Python Synthesizer: Build Your Own Sound Generator with pyaudio and numpy

andreasPython Code2 weeks ago296 Views

It’s a real-time, polyphonic soft-synth with:

  • Waveforms: Sine / Square / Saw / Triangle / Noise
  • ADSR envelope (Attack, Decay, Sustain, Release)
  • LFO vibrato (rate & depth)
  • One-pole low-pass filter (cutoff)
  • Master volume
  • Computer-keyboard “piano” (A–K with black keys on W/E/T/Y/U)

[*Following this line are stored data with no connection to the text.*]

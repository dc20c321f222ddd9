//! Bookkeeping of executed migrations in `migration_history`.

use crate::error::MigrationError;
use chrono::NaiveDateTime;
use murier_backends::{BackendError, Connection};
use murier_metadata::value::ColumnValue;
use sqlx::Row;
use std::collections::BTreeSet;
use std::sync::Arc;

/// Reserved name of the bookkeeping table.
pub const HISTORY_TABLE: &str = "migration_history";

/// One row of the bookkeeping table.
#[derive(Debug, Clone, PartialEq)]
pub struct MigrationRecord {
	pub version: String,
	pub executed_at: NaiveDateTime,
	pub execution_time_ms: u64,
}

/// Reads and writes `migration_history`.
pub struct MigrationRecorder {
	connection: Arc<Connection>,
}

impl MigrationRecorder {
	pub fn new(connection: Arc<Connection>) -> Self {
		Self { connection }
	}

	/// Create the bookkeeping table when missing.
	pub async fn ensure_table(&self) -> Result<(), MigrationError> {
		let ddl = format!(
			"CREATE TABLE IF NOT EXISTS `{HISTORY_TABLE}` (\n\
			 \x20 `id` int unsigned NOT NULL AUTO_INCREMENT,\n\
			 \x20 `version` varchar(13) NOT NULL,\n\
			 \x20 `executed_at` datetime NOT NULL DEFAULT CURRENT_TIMESTAMP,\n\
			 \x20 `execution_time` int unsigned NOT NULL DEFAULT 0,\n\
			 \x20 PRIMARY KEY (`id`),\n\
			 \x20 KEY `idx_{HISTORY_TABLE}_version` (`version`)\n\
			 ) ENGINE=InnoDB DEFAULT CHARSET=utf8mb4"
		);
		self.connection.execute(&ddl, &[]).await?;
		Ok(())
	}

	/// All history rows in execution order.
	pub async fn records(&self) -> Result<Vec<MigrationRecord>, MigrationError> {
		let rows = self
			.connection
			.fetch_all(
				&format!(
					"SELECT `version`, `executed_at`, `execution_time` \
					 FROM `{HISTORY_TABLE}` ORDER BY `id`"
				),
				&[],
			)
			.await?;
		rows.into_iter()
			.map(|row| {
				let version: String = row.try_get("version").map_err(decode_err)?;
				let executed_at: NaiveDateTime =
					row.try_get("executed_at").map_err(decode_err)?;
				let execution_time: u32 = row.try_get("execution_time").map_err(decode_err)?;
				Ok(MigrationRecord {
					version,
					executed_at,
					execution_time_ms: u64::from(execution_time),
				})
			})
			.collect()
	}

	/// The set of already-executed versions.
	pub async fn executed_versions(&self) -> Result<BTreeSet<String>, MigrationError> {
		Ok(self
			.records()
			.await?
			.into_iter()
			.map(|record| record.version)
			.collect())
	}

	/// The most recently executed migration, when any.
	pub async fn latest(&self) -> Result<Option<MigrationRecord>, MigrationError> {
		Ok(self.records().await?.pop())
	}

	/// Record a successful migration run.
	pub async fn insert(&self, version: &str, execution_time_ms: u64) -> Result<(), MigrationError> {
		self.connection
			.execute(
				&format!(
					"INSERT INTO `{HISTORY_TABLE}` (`version`, `execution_time`) VALUES (?, ?)"
				),
				&[
					ColumnValue::Text(version.to_string()),
					ColumnValue::UInt(execution_time_ms),
				],
			)
			.await?;
		Ok(())
	}

	/// Forget a rolled-back migration.
	pub async fn delete(&self, version: &str) -> Result<(), MigrationError> {
		self.connection
			.execute(
				&format!("DELETE FROM `{HISTORY_TABLE}` WHERE `version` = ?"),
				&[ColumnValue::Text(version.to_string())],
			)
			.await?;
		Ok(())
	}
}

fn decode_err(error: sqlx::Error) -> MigrationError {
	MigrationError::Backend(BackendError::Decode {
		column: HISTORY_TABLE.to_string(),
		message: error.to_string(),
	})
}
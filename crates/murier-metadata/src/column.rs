//! Per-column declaration record.

use crate::types::{ColumnKey, ColumnType};

/// Immutable description of one table column.
///
/// `property` is the entity-side field the column is mapped from; `name`
/// is the column name on the wire.
#[derive(Debug, Clone, PartialEq)]
pub struct ColumnMetadata {
	pub property: String,
	pub name: String,
	pub column_type: ColumnType,
	pub length: Option<u32>,
	pub nullable: bool,
	pub unsigned: bool,
	pub default: Option<String>,
	pub key: Option<ColumnKey>,
	pub extra: Option<String>,
	pub comment: Option<String>,
}

impl ColumnMetadata {
	pub fn new(property: impl Into<String>, name: impl Into<String>, column_type: ColumnType) -> Self {
		Self {
			property: property.into(),
			name: name.into(),
			column_type,
			length: None,
			nullable: false,
			unsigned: false,
			default: None,
			key: None,
			extra: None,
			comment: None,
		}
	}

	pub fn with_length(mut self, length: u32) -> Self {
		self.length = Some(length);
		self
	}

	pub fn nullable(mut self, nullable: bool) -> Self {
		self.nullable = nullable;
		self
	}

	pub fn unsigned(mut self, unsigned: bool) -> Self {
		self.unsigned = unsigned;
		self
	}

	pub fn with_default(mut self, default: impl Into<String>) -> Self {
		self.default = Some(default.into());
		self
	}

	pub fn with_key(mut self, key: ColumnKey) -> Self {
		self.key = Some(key);
		self
	}

	pub fn with_extra(mut self, extra: impl Into<String>) -> Self {
		self.extra = Some(extra.into());
		self
	}

	pub fn with_comment(mut self, comment: impl Into<String>) -> Self {
		self.comment = Some(comment.into());
		self
	}

	/// Primary-key participation.
	pub fn is_primary(&self) -> bool {
		self.key == Some(ColumnKey::Primary)
	}

	/// Whether the column value is produced by the server on insert.
	pub fn is_auto_increment(&self) -> bool {
		self.extra
			.as_deref()
			.is_some_and(|e| e.eq_ignore_ascii_case("auto_increment"))
	}

	/// Declared decimal scale, when the type carries one.
	pub fn scale(&self) -> Option<u8> {
		match self.column_type {
			ColumnType::Decimal { scale, .. } => Some(scale),
			_ => None,
		}
	}

	/// tinyint(1) is the MySQL boolean idiom and converts as such.
	pub fn is_boolean(&self) -> bool {
		self.column_type == ColumnType::TinyInt && self.length == Some(1)
	}
}
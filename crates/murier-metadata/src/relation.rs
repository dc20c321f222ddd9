//! Relation declarations between entities.

/// Relation arity, from the owning side's point of view.
#[derive(Debug, Clone, Copy, PartialEq, Eq)]
pub enum RelationKind {
	OneToOne,
	OneToMany,
	ManyToOne,
	ManyToMany,
}

impl RelationKind {
	/// Whether the owning side holds a collection.
	pub fn is_to_many(&self) -> bool {
		matches!(self, RelationKind::OneToMany | RelationKind::ManyToMany)
	}
}

/// Operations that propagate across the relation.
#[derive(Debug, Clone, Copy, PartialEq, Eq, Default)]
pub struct CascadeSet {
	pub persist: bool,
	pub remove: bool,
	pub detach: bool,
}

impl CascadeSet {
	pub const NONE: CascadeSet = CascadeSet {
		persist: false,
		remove: false,
		detach: false,
	};

	pub const ALL: CascadeSet = CascadeSet {
		persist: true,
		remove: true,
		detach: true,
	};

	pub fn persist() -> Self {
		CascadeSet {
			persist: true,
			..CascadeSet::NONE
		}
	}
}

/// Join table backing a many-to-many relation.
#[derive(Debug, Clone, PartialEq, Eq)]
pub struct JoinTableMetadata {
	pub table: String,
	/// Column referencing the owning entity's primary key.
	pub owner_column: String,
	/// Column referencing the target entity's primary key.
	pub target_column: String,
}

/// One declared relation.
///
/// To-one relations (`ManyToOne`, owning `OneToOne`) carry a join column
/// on the owning table; `ManyToMany` carries a join table; `OneToMany` is
/// always the inverse side and carries neither.
#[derive(Debug, Clone, PartialEq, Eq)]
pub struct RelationMetadata {
	pub property: String,
	pub kind: RelationKind,
	pub target_entity: String,
	pub inverse_property: Option<String>,
	pub join_column: Option<String>,
	pub join_table: Option<JoinTableMetadata>,
	pub cascade: CascadeSet,
}

impl RelationMetadata {
	pub fn new(
		property: impl Into<String>,
		kind: RelationKind,
		target_entity: impl Into<String>,
	) -> Self {
		Self {
			property: property.into(),
			kind,
			target_entity: target_entity.into(),
			inverse_property: None,
			join_column: None,
			join_table: None,
			cascade: CascadeSet::NONE,
		}
	}

	pub fn inverse(mut self, property: impl Into<String>) -> Self {
		self.inverse_property = Some(property.into());
		self
	}

	pub fn join_column(mut self, column: impl Into<String>) -> Self {
		self.join_column = Some(column.into());
		self
	}

	pub fn join_table(mut self, join_table: JoinTableMetadata) -> Self {
		self.join_table = Some(join_table);
		self
	}

	pub fn cascade(mut self, cascade: CascadeSet) -> Self {
		self.cascade = cascade;
		self
	}
}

Everything is in one file and runs cross-platform.

Requirements

pip install sounddevice numpy

Windows may need the Microsoft Visual C++ Redistributable.
Linux may need PortAudio dev libs: sudo apt-get install portaudio19-dev.

Controls (Keyboard)

White keys: A S D F G H J K
Black keys: W E T Y U

  • Hold Shift for an octave up, Ctrl for an octave down
  • Press Esc to stop all notes

The Code

#!/usr/bin/env python3
"""
GUI Polyphonic Synthesizer (Tkinter + sounddevice + NumPy)

Features:
- Waveforms: sine/square/saw/triangle/noise
- Polyphony (up to MAX_VOICES)
- ADSR envelope
- LFO vibrato (rate/depth)
- One-pole low-pass filter
- Master volume
- Computer keyboard piano: A S D F G H J K (white); W E T Y U (black)
  Shift = octave up, Ctrl = octave down, Esc = all notes off

Dependencies:
    pip install sounddevice numpy
"""

import math
import time
import threading
import numpy as np
import sounddevice as sd
import tkinter as tk
from tkinter import ttk

# ---------------- Audio / Synth Engine ----------------
SAMPLE_RATE = 48000
BLOCK = 256
MAX_VOICES = 12

# Key-to-semitone mapping (relative to base MIDI note)
KEYMAP = {
    'a': 0,   # C
    'w': 1,   # C#
    's': 2,   # D
    'e': 3,   # D#
    'd': 4,   # E
    'f': 5,   # F
    't': 6,   # F#
    'g': 7,   # G
    'y': 8,   # G#
    'h': 9,   # A
    'u': 10,  # A#
    'j': 11,  # B
    'k': 12,  # C (next)
}

BASE_MIDI = 60  # C4
A4 = 440.0

def midi_to_freq(m):
    return A4 * (2.0 ** ((m - 69) / 12.0))

def db_to_amp(db):
    return 10 ** (db / 20.0)

class Voice:
    """
    One voice with its own oscillator, envelope and release lifecycle.
    """
    __slots__ = ("midi","freq","phase","env","state","t_in_state","released",
                 "last_sample")

    def __init__(self, midi, freq):
        self.midi = midi
        self.freq = freq
        self.phase = 0.0
        self.env = 0.0
        self.state = "attack"  # attack -> decay -> sustain -> release -> dead
        self.t_in_state = 0.0
        self.released = False
        self.last_sample = 0.0

class Synth:
    def __init__(self):
        # Parameters (shared, updated by GUI)
        self.waveform = "sine"
        self.master_gain = 0.3  # 0..1
        self.attack = 0.01
        self.decay = 0.10
        self.sustain = 0.7
        self.release = 0.20
        self.lfo_rate = 5.0      # Hz
        self.lfo_depth = 0.0     # semitones
        self.cutoff_hz = 18000.0 # low-pass cutoff
        self.base_midi = BASE_MIDI

        # State
        self.voices = {}  # midi -> Voice
        self.voice_order = []  # oldest first for stealing
        self.lock = threading.Lock()

        # Filter memory (one-pole)
        self.lp_y = 0.0
        self.lp_a = self._calc_alpha(self.cutoff_hz)

        # LFO phase
        self.lfo_phase = 0.0

        # Audio stream
        self.stream = sd.OutputStream(
            samplerate=SAMPLE_RATE,
            channels=1,
            blocksize=BLOCK,
            dtype="float32",
            callback=self._callback)
        self.stream.start()

    def _calc_alpha(self, cutoff):
        # One-pole low-pass smoothing factor
        cutoff = max(10.0, min(cutoff, SAMPLE_RATE/2 - 100))
        rc = 1.0 / (2.0 * math.pi * cutoff)
        dt = 1.0 / SAMPLE_RATE
        alpha = dt / (rc + dt)
        return float(alpha)

    def set_cutoff(self, hz):
        self.cutoff_hz = float(hz)
        self.lp_a = self._calc_alpha(self.cutoff_hz)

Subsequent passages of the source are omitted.